◆ Exercise brief
Only lines with the word "target" are wanted; copy each of them from the listing below.

◆ Data excerpts
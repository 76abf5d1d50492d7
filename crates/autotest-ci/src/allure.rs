//! Allure results metadata and report inspection.

use crate::env::{os_info, runner_version, Lookup};
use crate::error::CliResult;
use autotest::notify::TestSummary;
use chrono::{DateTime, TimeZone};
use serde::{Deserialize, Serialize};
use serde_json::Value;
use std::collections::BTreeSet;
use std::fmt::Write as _;
use std::fs;
use std::path::Path;
use tracing::{debug, error, info, warn};

/// One entry of `categories.json`
#[derive(Debug, Clone, PartialEq, Eq, Serialize, Deserialize)]
#[serde(rename_all = "camelCase")]
pub struct Category {
    pub name: String,
    pub matched_statuses: Vec<String>,
    #[serde(default, skip_serializing_if = "Option::is_none")]
    pub message_regex: Option<String>,
    #[serde(default, skip_serializing_if = "Option::is_none")]
    pub trace_regex: Option<String>,
    pub flaky: bool,
}

impl Category {
    fn matching(name: &str, status: &str, any_text: bool) -> Self {
        let any = any_text.then(|| ".*".to_string());
        Self {
            name: name.to_string(),
            matched_statuses: vec![status.to_string()],
            message_regex: any.clone(),
            trace_regex: any,
            flaky: false,
        }
    }
}

/// Product defects, test defects and skipped tests
#[must_use]
pub fn default_categories() -> Vec<Category> {
    vec![
        Category::matching("产品缺陷", "failed", true),
        Category::matching("用例缺陷", "broken", true),
        Category::matching("跳过用例", "skipped", false),
    ]
}

/// Write `categories.json` into the results dir.
///
/// # Errors
///
/// Returns `Io` or `Json` on write failure.
pub fn write_categories(results_dir: &Path) -> CliResult<()> {
    fs::create_dir_all(results_dir)?;
    let path = results_dir.join("categories.json");
    fs::write(&path, serde_json::to_string_pretty(&default_categories())?)?;
    debug!(path = %path.display(), "wrote categories");
    Ok(())
}

/// Ordered key/value pairs shown on the report's environment widget
#[derive(Debug, Clone, PartialEq, Eq)]
pub struct EnvironmentInfo {
    entries: Vec<(String, String)>,
}

impl EnvironmentInfo {
    /// Build from the environment through `lookup`
    #[must_use]
    pub fn collect(lookup: Lookup<'_>) -> Self {
        let get = |key: &str, default: &str| lookup(key).unwrap_or_else(|| default.to_string());
        let entries = vec![
            ("APP_ENV", get("APP_ENV", "test")),
            ("OS", os_info()),
            ("TEST_FRAMEWORK", "pytest".to_string()),
            ("UI_AUTOMATION", "Playwright".to_string()),
            ("API_AUTOMATION", "httpx".to_string()),
            ("REPORT_TOOL", format!("Allure {}", get("ALLURE_VERSION", "2.x"))),
            ("RUNNER_VERSION", runner_version().to_string()),
        ];
        Self {
            entries: entries
                .into_iter()
                .map(|(k, v)| (k.to_string(), v))
                .collect(),
        }
    }

    /// Entries in display order
    #[must_use]
    pub fn entries(&self) -> &[(String, String)] {
        &self.entries
    }

    /// Value for `key`
    #[must_use]
    pub fn get(&self, key: &str) -> Option<&str> {
        self.entries
            .iter()
            .find(|(k, _)| k == key)
            .map(|(_, v)| v.as_str())
    }

    /// `key=value` lines
    #[must_use]
    pub fn to_properties(&self) -> String {
        self.entries
            .iter()
            .fold(String::new(), |mut out, (k, v)| {
                let _ = writeln!(out, "{k}={v}");
                out
            })
    }

    /// `<environment>` document with one `<parameter>` per entry
    #[must_use]
    pub fn to_xml(&self) -> String {
        let mut xml = String::from("<?xml version=\"1.0\" encoding=\"UTF-8\"?>\n<environment>\n");
        for (k, v) in &self.entries {
            let _ = write!(
                xml,
                "    <parameter>\n        <key>{}</key>\n        <value>{}</value>\n    </parameter>\n",
                xml_escape(k),
                xml_escape(v)
            );
        }
        xml.push_str("</environment>");
        xml
    }

    /// `[{"name": .., "values": [..]}]`
    #[must_use]
    pub fn to_json(&self) -> Value {
        Value::Array(
            self.entries
                .iter()
                .map(|(k, v)| serde_json::json!({ "name": k, "values": [v] }))
                .collect(),
        )
    }
}

fn xml_escape(text: &str) -> String {
    text.replace('&', "&amp;")
        .replace('<', "&lt;")
        .replace('>', "&gt;")
}

/// Write `environment.properties`, `environment.xml` and `environment.json`.
///
/// # Errors
///
/// Returns `Io` or `Json` on write failure.
pub fn write_environment(results_dir: &Path, info: &EnvironmentInfo) -> CliResult<()> {
    fs::create_dir_all(results_dir)?;
    fs::write(results_dir.join("environment.properties"), info.to_properties())?;
    fs::write(results_dir.join("environment.xml"), info.to_xml())?;
    fs::write(
        results_dir.join("environment.json"),
        serde_json::to_string_pretty(&info.to_json())?,
    )?;
    debug!(dir = %results_dir.display(), "wrote environment");
    Ok(())
}

/// `executor.json` contents
#[derive(Debug, Clone, PartialEq, Eq, Serialize, Deserialize)]
#[serde(rename_all = "camelCase")]
pub struct ExecutorInfo {
    pub name: String,
    #[serde(rename = "type")]
    pub kind: String,
    pub build_name: String,
    pub build_order: u64,
    pub report_url: String,
    pub build_url: String,
}

impl ExecutorInfo {
    /// Build from `CI_*` and `ALLURE_PUBLIC_URL`, stamped at `now`.
    ///
    /// `buildName` is `CI_BUILD_NUMBER` when it is all digits, else a
    /// timestamp.
    #[must_use]
    pub fn collect<Tz: TimeZone>(lookup: Lookup<'_>, now: &DateTime<Tz>) -> Self
    where
        Tz::Offset: std::fmt::Display,
    {
        let build_name = lookup("CI_BUILD_NUMBER")
            .filter(|n| !n.is_empty() && n.chars().all(|c| c.is_ascii_digit()))
            .unwrap_or_else(|| now.format("%Y%m%d-%H:%M:%S").to_string());
        let build_order = now.format("%m%d%H%M").to_string().parse().unwrap_or(0);

        Self {
            name: lookup("CI_NAME").unwrap_or_else(|| "本地执行".to_string()),
            kind: "jenkins".to_string(),
            build_name,
            build_order,
            report_url: lookup("ALLURE_PUBLIC_URL").unwrap_or_default(),
            build_url: lookup("CI_BUILD_URL").unwrap_or_default(),
        }
    }
}

/// Write `executor.json`.
///
/// # Errors
///
/// Returns `Io` or `Json` on write failure.
pub fn write_executor(results_dir: &Path, executor: &ExecutorInfo) -> CliResult<()> {
    fs::create_dir_all(results_dir)?;
    fs::write(
        results_dir.join("executor.json"),
        serde_json::to_string_pretty(executor)?,
    )?;
    Ok(())
}

fn copy_dir_recursive(src: &Path, dst: &Path) -> std::io::Result<u64> {
    fs::create_dir_all(dst)?;
    let mut copied = 0;
    for entry in fs::read_dir(src)? {
        let entry = entry?;
        let target = dst.join(entry.file_name());
        if entry.file_type()?.is_dir() {
            copied += copy_dir_recursive(&entry.path(), &target)?;
        } else {
            let _ = fs::copy(entry.path(), &target)?;
            copied += 1;
        }
    }
    Ok(copied)
}

/// Copy `report/history` into `results/history` so trends carry over.
///
/// Returns the number of files copied. A missing history is not an error;
/// a copy failure is logged and the run continues.
///
/// # Errors
///
/// Returns `Io` when the results directory cannot be created.
pub fn copy_history(report_dir: &Path, results_dir: &Path) -> CliResult<u64> {
    let src = report_dir.join("history");
    let dst = results_dir.join("history");
    fs::create_dir_all(&dst)?;

    if !src.is_dir() {
        info!(path = %src.display(), "no report history yet");
        return Ok(0);
    }
    info!(from = %src.display(), to = %dst.display(), "copying report history");
    match copy_dir_recursive(&src, &dst) {
        Ok(n) => Ok(n),
        Err(e) => {
            warn!(error = %e, "failed to copy report history");
            Ok(0)
        }
    }
}

/// Create an empty `.nojekyll` in the report dir and its `data` and `history`
/// dirs, where they exist.
///
/// # Errors
///
/// Returns `Io` on write failure.
pub fn create_nojekyll(report_dir: &Path) -> CliResult<()> {
    for dir in [
        report_dir.to_path_buf(),
        report_dir.join("data"),
        report_dir.join("history"),
    ] {
        let marker = dir.join(".nojekyll");
        if dir.is_dir() && !marker.exists() {
            fs::write(&marker, "")?;
        }
    }
    Ok(())
}

/// Parse a `widgets/summary.json` document
#[must_use]
pub fn parse_summary(data: &Value) -> TestSummary {
    let stat = |key: &str| {
        data.pointer(&format!("/statistic/{key}"))
            .and_then(Value::as_u64)
            .unwrap_or(0)
    };
    let duration_ms = data
        .pointer("/time/duration")
        .and_then(Value::as_f64)
        .unwrap_or(0.0);

    TestSummary {
        total: stat("total"),
        passed: stat("passed"),
        failed: stat("failed"),
        broken: stat("broken"),
        skipped: stat("skipped"),
        unknown: stat("unknown"),
        duration: duration_ms / 1000.0,
    }
}

/// Read the report's summary widget; `None` when missing or unparseable
#[must_use]
pub fn read_summary(report_dir: &Path) -> Option<TestSummary> {
    let path = report_dir.join("widgets").join("summary.json");
    debug!(path = %path.display(), "reading summary");
    if !path.is_file() {
        warn!(path = %path.display(), "summary file not found");
        return None;
    }
    let parsed = fs::read_to_string(&path)
        .map_err(|e| e.to_string())
        .and_then(|text| serde_json::from_str::<Value>(&text).map_err(|e| e.to_string()));
    match parsed {
        Ok(data) => Some(parse_summary(&data)),
        Err(e) => {
            error!(path = %path.display(), error = %e, "failed to read summary");
            None
        }
    }
}

fn collect_uids(value: &Value, uids: &mut BTreeSet<String>) {
    match value {
        Value::Object(map) => {
            if let Some(uid) = map.get("uid").and_then(Value::as_str) {
                let _ = uids.insert(uid.to_string());
            }
            for child in map.values() {
                collect_uids(child, uids);
            }
        }
        Value::Array(items) => {
            for item in items {
                collect_uids(item, uids);
            }
        }
        _ => {}
    }
}

/// Every `uid` referenced in `data/suites.json` that has no
/// `data/{uid}.json`, sorted.
///
/// A missing or unreadable `suites.json` yields an empty list.
#[must_use]
pub fn check_integrity(report_dir: &Path) -> Vec<String> {
    let data_dir = report_dir.join("data");
    let suites = data_dir.join("suites.json");
    if !suites.is_file() {
        warn!(path = %suites.display(), "suites.json not found, skipping integrity check");
        return Vec::new();
    }
    let parsed = fs::read_to_string(&suites)
        .map_err(|e| e.to_string())
        .and_then(|text| serde_json::from_str::<Value>(&text).map_err(|e| e.to_string()));
    let data = match parsed {
        Ok(data) => data,
        Err(e) => {
            error!(error = %e, "failed to read suites.json");
            return Vec::new();
        }
    };

    let mut uids = BTreeSet::new();
    collect_uids(&data, &mut uids);
    info!(count = uids.len(), "uids referenced by suites.json");

    uids.into_iter()
        .filter(|uid| {
            let present = data_dir.join(format!("{uid}.json")).is_file();
            if !present {
                warn!(uid = %uid, "missing uid file");
            }
            !present
        })
        .collect()
}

◆ Response to the task
        let target = dst.join(entry.file_name());
            copied += copy_dir_recursive(&entry.path(), &target)?;
            let _ = fs::copy(entry.path(), &target)?;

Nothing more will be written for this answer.